La relación de Alonso concluyó justamente cuando los dos jóvenes llegaban al extremo del puente que da paso a la ciudad por aquel lado. Allí esperaron al resto de la comitiva, la cual, después de incorporársele los dos jinetes, se perdió por entre las estrechas y oscuras calles de Soria.
- II -
Los servidores acababan de levantar los manteles; la alta chimenea gótica del palacio de los condes de Alcudiel despedía un vivo resplandor, iluminando algunos grupos de damas y caballeros que alrededor de la lumbre conversaban familiarmente, y el viento azotaba los emplomados vidrios de las ojivas del salón.
Sólo dos personas parecían ajenas a la conversación general: Beatriz y Alonso. Beatriz seguía con los ojos, absortos en un vago pensamiento, los caprichos de la llama. Alonso miraba el reflejo de la hoguera chispear en las azules pupilas de Beatriz.
Ambos guardaban hacía rato un profundo silencio.
Las dueñas referían, a propósito de la noche de Difuntos, cuentos tenebrosos en que los espectros y los aparecidos representaban el principal papel, y las campanas de las iglesias de Soria doblaban a lo lejos con un tañido monótono y triste.
-Hermosa prima -exclamó al fin Alonso rompiendo el largo silencio en que se encontraban-: pronto vamos a separarnos, tal vez para siempre; las áridas llanuras de Castilla, sus costumbres toscas y guerreras, sus hábitos sencillos y patriarcales sé que no te gustan; te he oído suspirar varias veces, acaso por algún galán de tu lejano señorío.
Beatriz hizo un gesto de fría indiferencia; todo su carácter de mujer se reveló en aquella desdeñosa contracción de sus delgados labios.
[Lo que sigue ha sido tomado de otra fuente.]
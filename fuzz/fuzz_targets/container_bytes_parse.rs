//! Fuzz target for container header and label-table validation.

#![no_main]

use libfuzzer_sys::fuzz_target;
use maskpack::container::validate_container_bytes;

fuzz_target!(|data: &[u8]| {
    if data.len() > 10 * 1024 * 1024 {
        return;
    }

    let _ = validate_container_bytes(data);
});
-Tal vez por la pompa de la corte francesa, donde hasta aquí has vivido -se apresuró a añadir el joven-. De un modo o de otro, presiento que no tardaré en perderte... Al separarnos, quisiera que llevases una memoria mía... ¿Te acuerdas cuando fuimos al templo a dar gracias a Dios por haberte devuelto la salud que viniste a buscar a esta tierra? El joyel que sujetaba la pluma de mi gorra cautivó tu atención. ¡Qué hermoso estaría sujetando un velo sobre tu oscura cabellera! Ya ha prendido el de una desposada: mi padre se lo regaló a la que me dio el ser, y ella lo llevó al altar... ¿Lo quieres?
-No sé en el tuyo -contestó la hermosa-, pero en mi país, una prenda recibida compromete la voluntad. Sólo en un día de ceremonia debe aceptarse un presente de manos de un deudo..., que aún puede ir a Roma sin volver con las manos vacías.
El acento helado con que Beatriz pronunció estas palabras turbó un momento al joven, que después de serenarse dijo con tristeza:
-Lo sé prima; pero hoy se celebran Todos los Santos, y el tuyo entre todos; hoy es día de ceremonias y presentes. ¿Quieres aceptar el mío?
Beatriz se mordió ligeramente los labios y extendió la mano para tomar la joya, sin añadir una palabra.
Los dos jóvenes volvieron a quedarse en silencio, y volviose a oír la cascada voz de las viejas que hablaban de brujas y de trasgos, y el zumbido del aire que hacía crujir los vidrios de las ojivas, y el triste y monótono doblar de las campanas.
Al cabo de algunos minutos, el interrumpido diálogo tornó a anudarse de este modo:
-Y antes de que concluya el día de Todos los Santos, en que así como el tuyo se celebra el mío, y puedes, sin atar tu voluntad, dejarme un recuerdo, ¿no lo harás? -dijo él, clavando una mirada en la de su prima, que brilló como un relámpago, iluminada por un pensamiento diabólico.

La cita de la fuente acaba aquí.